Book review – The Dawn of Everything: A New History of Humanity

10-minute read

Every few years, it seems, there is a new bestselling Big History book. And not infrequently, they have rather grandiose titles. Who does not remember Guns, Germs and Steel: A Short History of Everybody for the Last 13,000 Years or Sapiens: A Brief History of Humankind? But equally often, these books rapidly show their age and are criticized for oversimplifying matters. And so I found myself with The Dawn of Everything: A New History of Humanity, a 692-page brick with an equally grandiose title. In what follows, I hope to convince you why I think this book will stand the test of time better.

The Dawn of Everything

The Dawn of Everything: A New History of Humanity, written by David Graeber and David Wengrow, published in Europe by Allen Lane in October 2021 (hardback, 692 pages)
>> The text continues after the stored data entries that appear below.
//! ExecutionSimulator: turns an intent accepted at bar `t` into a fill at bar `t + 1`.
//!
//! - Market intents fill at the next open, slipped against the trader.
//! - Limit intents fill at the limit price only when the next bar's range
//!   contains it. Passive fills pay no slippage.
//! - Fraction-of-equity sizes resolve against equity and close of bar `t`,
//!   captured in [`PendingIntent`] when the intent is queued.

use chrono::{DateTime, Utc};
use serde::{Deserialize, Serialize};

use super::cost_model::CostModel;
use crate::domain::{Bar, Fill, FillSide, IntentSide, OrderIntent, OrderSize, OrderType, Position};
use crate::error::ExecutionError;

/// An intent waiting for the next bar, with the sizing context of the bar
/// that emitted it.
#[derive(Debug, Clone, PartialEq)]
pub struct PendingIntent {
    pub intent: OrderIntent,
    /// Bar index the strategy emitted the intent on.
    pub decided_at: usize,
    /// Total equity at the close of `decided_at`.
    pub sizing_equity: f64,
    /// Close of `decided_at`.
    pub sizing_price: f64,
}

/// Why an intent produced no fill.
#[derive(Debug, Clone, PartialEq, Serialize, Deserialize)]
#[serde(tag = "kind", rename_all = "snake_case")]
pub enum SkipReason {
    LimitNotReached { limit_price: f64, low: f64, high: f64 },
    InsufficientFunds { required: f64, available: f64 },
    ShortingDisabled { resulting_quantity: f64 },
    NothingToClose,
    /// Fraction-of-equity sizing resolved to nothing (equity at or below zero).
    NoEquity { equity: f64 },
}

impl std::fmt::Display for SkipReason {
    fn fmt(&self, f: &mut std::fmt::Formatter<'_>) -> std::fmt::Result {
        match self {
            SkipReason::LimitNotReached {
                limit_price,
                low,
                high,
            } => write!(f, "limit {limit_price} outside bar range [{low}, {high}]"),
            SkipReason::InsufficientFunds {
                required,
                available,
            } => write!(f, "insufficient funds: need {required:.2}, have {available:.2}"),
            SkipReason::ShortingDisabled { resulting_quantity } => {
                write!(f, "shorting disabled (would leave {resulting_quantity})")
            }
            SkipReason::NothingToClose => write!(f, "no open position to close"),
            SkipReason::NoEquity { equity } => write!(f, "no equity to size against ({equity:.2})"),
        }
    }
}

/// A skipped-fill event, recorded in the run output.
#[derive(Debug, Clone, PartialEq, Serialize, Deserialize)]
pub struct SkippedFill {
    /// Bar the intent was due to execute on.
    pub bar_index: usize,
    pub timestamp: DateTime<Utc>,
    pub intent: OrderIntent,
    pub reason: SkipReason,
}

#[derive(Debug, Clone, PartialEq)]
pub enum ExecutionOutcome {
    Filled(Fill),
    Skipped(SkipReason),
}

#[derive(Debug, Clone, Default)]
pub struct ExecutionSimulator {
    cost: CostModel,
}

impl ExecutionSimulator {
    pub fn new(cost: CostModel) -> Self {
        Self { cost }
    }

    pub fn cost_model(&self) -> &CostModel {
        &self.cost
    }

    /// Execute `pending` against `bar` (the bar after the one it was decided on).
    ///
    /// `position` is the position at the moment of execution, which is what a
    /// `Flat` intent closes. Portfolio constraints are not checked here.
    pub fn execute(
        &self,
        pending: &PendingIntent,
        position: &Position,
        bar: &Bar,
        bar_index: usize,
    ) -> Result<ExecutionOutcome, ExecutionError> {
        let intent = &pending.intent;
        intent.validate().map_err(|reason| ExecutionError {
            bar_index: pending.decided_at,
            intent: *intent,
            reason,
        })?;

        let (side, quantity) = match intent.side {
            IntentSide::Flat => {
                if position.is_flat() {
                    return Ok(ExecutionOutcome::Skipped(SkipReason::NothingToClose));
                }
                let side = if position.is_long() {
                    FillSide::Sell
                } else {
                    FillSide::Buy
                };
                (side, position.quantity.abs())
            }
            IntentSide::Long => (FillSide::Buy, self.resolve_quantity(pending)),
            IntentSide::Short => (FillSide::Sell, self.resolve_quantity(pending)),
        };

        if !(quantity.is_finite() && quantity > 0.0) {
            return Ok(ExecutionOutcome::Skipped(SkipReason::NoEquity {
                equity: pending.sizing_equity,
            }));
        }

        let (price, slippage_cost) = match intent.order_type {
            OrderType::Market => self.cost.apply_slippage(bar.open, side, quantity),
            OrderType::Limit { price } => {
                if !bar.contains_price(price) {
                    return Ok(ExecutionOutcome::Skipped(SkipReason::LimitNotReached {
                        limit_price: price,
                        low: bar.low,
                        high: bar.high,
                    }));
                }
                (price, 0.0)
            }
        };

        Ok(ExecutionOutcome::Filled(Fill {
            timestamp: bar.timestamp,
            bar_index,
            side,
            price,
            quantity,
            fee: self.cost.fee(price, quantity),
            slippage_cost,
        }))
    }

    fn resolve_quantity(&self, pending: &PendingIntent) -> f64 {
        match pending.intent.size {
            OrderSize::Quantity(q) => q,
            OrderSize::FractionOfEquity(fraction) => {
                if pending.sizing_equity <= 0.0 {
                    return 0.0;
                }
                fraction * pending.sizing_equity / pending.sizing_price
            }
        }
    }
}

#[cfg(test)]
mod tests {
    use super::*;
    use chrono::TimeZone;

    fn next_bar() -> Bar {
        Bar {
            timestamp: Utc.with_ymd_and_hms(2024, 1, 2, 0, 0, 0).unwrap(),
            open: 100.0,
            high: 105.0,
            low: 95.0,
            close: 102.0,
            volume: 10.0,
        }
    }

    fn pending(intent: OrderIntent) -> PendingIntent {
        PendingIntent {
            intent,
            decided_at: 0,
            sizing_equity: 10_000.0,
            sizing_price: 50.0,
        }
    }

    fn filled(outcome: ExecutionOutcome) -> Fill {
        match outcome {
            ExecutionOutcome::Filled(f) => f,
            other => panic!("expected fill, got {other:?}"),
        }
    }

    #[test]
    fn market_buy_fills_at_next_open_with_slippage_and_fee() {
        let sim = ExecutionSimulator::new(CostModel::new(10.0, 0.001));
        let fill = filled(
            sim.execute(
                &pending(OrderIntent::market(IntentSide::Long, OrderSize::Quantity(2.0))),
                &Position::flat(),
                &next_bar(),
                1,
            )
            .unwrap(),
        );
        assert_eq!(fill.side, FillSide::Buy);
        assert_eq!(fill.bar_index, 1);
        assert!((fill.price - 100.1).abs() < 1e-10);
        assert!((fill.slippage_cost - 0.2).abs() < 1e-9);
        assert!((fill.fee - 0.2002).abs() < 1e-10);
    }

    #[test]
    fn fraction_sizes_against_decision_bar_close() {
        let sim = ExecutionSimulator::default();
        let fill = filled(
            sim.execute(
                &pending(OrderIntent::buy_fraction(0.5)),
                &Position::flat(),
                &next_bar(),
                1,
            )
            .unwrap(),
        );
        // 0.5 * 10_000 / 50
        assert!((fill.quantity - 100.0).abs() < 1e-10);
        assert_eq!(fill.price, 100.0);
    }

    #[test]
    fn limit_inside_range_fills_at_limit_without_slippage() {
        let sim = ExecutionSimulator::new(CostModel::new(25.0, 0.0));
        let intent = OrderIntent::limit(IntentSide::Long, OrderSize::Quantity(1.0), 96.0);
        let fill = filled(
            sim.execute(&pending(intent), &Position::flat(), &next_bar(), 1)
                .unwrap(),
        );
        assert_eq!(fill.price, 96.0);
        assert_eq!(fill.slippage_cost, 0.0);
    }

    #[test]
    fn limit_outside_range_is_skipped() {
        let sim = ExecutionSimulator::default();
        let intent = OrderIntent::limit(IntentSide::Long, OrderSize::Quantity(1.0), 90.0);
        let outcome = sim
            .execute(&pending(intent), &Position::flat(), &next_bar(), 1)
            .unwrap();
        assert!(matches!(
            outcome,
            ExecutionOutcome::Skipped(SkipReason::LimitNotReached { .. })
        ));
    }

    #[test]
    fn flat_closes_whole_position() {
        let sim = ExecutionSimulator::default();
        let position = Position {
            quantity: -3.0,
            average_entry_price: 110.0,
            ..Position::flat()
        };
        let fill = filled(
            sim.execute(&pending(OrderIntent::close()), &position, &next_bar(), 1)
                .unwrap(),
        );
        assert_eq!(fill.side, FillSide::Buy);
        assert_eq!(fill.quantity, 3.0);
    }

    #[test]
    fn flat_with_no_position_is_skipped() {
        let sim = ExecutionSimulator::default();
        let outcome = sim
            .execute(&pending(OrderIntent::close()), &Position::flat(), &next_bar(), 1)
            .unwrap();
        assert_eq!(outcome, ExecutionOutcome::Skipped(SkipReason::NothingToClose));
    }

    #[test]
    fn malformed_intent_is_an_error() {
        let sim = ExecutionSimulator::default();
        let mut p = pending(OrderIntent::market(IntentSide::Short, OrderSize::Quantity(f64::INFINITY)));
        p.decided_at = 7;
        let err = sim
            .execute(&p, &Position::flat(), &next_bar(), 8)
            .unwrap_err();
        assert_eq!(err.bar_index, 7);
    }

    #[test]
    fn negative_equity_sizes_to_nothing() {
        let sim = ExecutionSimulator::default();
        let mut p = pending(OrderIntent::buy_fraction(1.0));
        p.sizing_equity = -50.0;
        let outcome = sim.execute(&p, &Position::flat(), &next_bar(), 1).unwrap();
        assert!(matches!(
            outcome,
            ExecutionOutcome::Skipped(SkipReason::NoEquity { .. })
        ));
    }
}
//! Buy-and-hold: one long market intent on the first bar, then nothing.

use super::Strategy;
use crate::domain::{HistoryView, OrderIntent, Position};

#[derive(Debug, Clone)]
pub struct BuyAndHold {
    /// Fraction of equity to invest.
    pub fraction: f64,
    entered: bool,
}

impl BuyAndHold {
    pub fn new(fraction: f64) -> Self {
        assert!(
            fraction > 0.0 && fraction.is_finite(),
            "fraction must be positive"
        );
        Self {
            fraction,
            entered: false,
        }
    }
}

impl Default for BuyAndHold {
    fn default() -> Self {
        Self::new(1.0)
    }
}

impl Strategy for BuyAndHold {
    fn name(&self) -> &str {
        "buy_and_hold"
    }

    fn on_bar(&mut self, history: HistoryView<'_>, _position: &Position) -> Vec<OrderIntent> {
        // A fresh series starts over
        if history.index() == 0 {
            self.entered = false;
        }
        if self.entered {
            return Vec::new();
        }
        self.entered = true;
        vec![OrderIntent::buy_fraction(self.fraction)]
    }
}

#[cfg(test)]
mod tests {
    use super::*;
    use crate::domain::{test_bars, PriceSeries};

    #[test]
    fn emits_once() {
        let series = PriceSeries::new("ETHUSDT", test_bars(&[10.0, 11.0, 12.0])).unwrap();
        let mut strategy = BuyAndHold::new(0.5);
        let flat = Position::flat();
        let first = strategy.on_bar(series.slice_up_to(0).unwrap(), &flat);
        assert_eq!(first, vec![OrderIntent::buy_fraction(0.5)]);
        assert!(strategy.on_bar(series.slice_up_to(1).unwrap(), &flat).is_empty());
        assert!(strategy.on_bar(series.slice_up_to(2).unwrap(), &flat).is_empty());
    }
}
I see two important reasons. First, rather than one author’s pet theory, The Dawn of Everything is the brainchild of two outspoken writers: anthropologist David Graeber (a figurehead in the Occupy Wall Street movement and author of e.g. Bullshit Jobs) and archaeologist David Wengrow (author of e.g. What Makes Civilization?). I expect a large part of their decade-long collaboration consisted of shooting holes in each other’s arguments. More importantly, rather than yet another history book telling you how humanity got here, they take their respective disciplines to task for dealing in myths. The authors want historians to ask different and better questions, and they critically examine the many assumptions that underlie popular narratives of human history. In this, they succeed spectacularly, and this thought-provoking book is armed to the teeth with fascinating ideas and interpretations that go against mainstream thinking. As usual, I can only touch on some of the larger themes here.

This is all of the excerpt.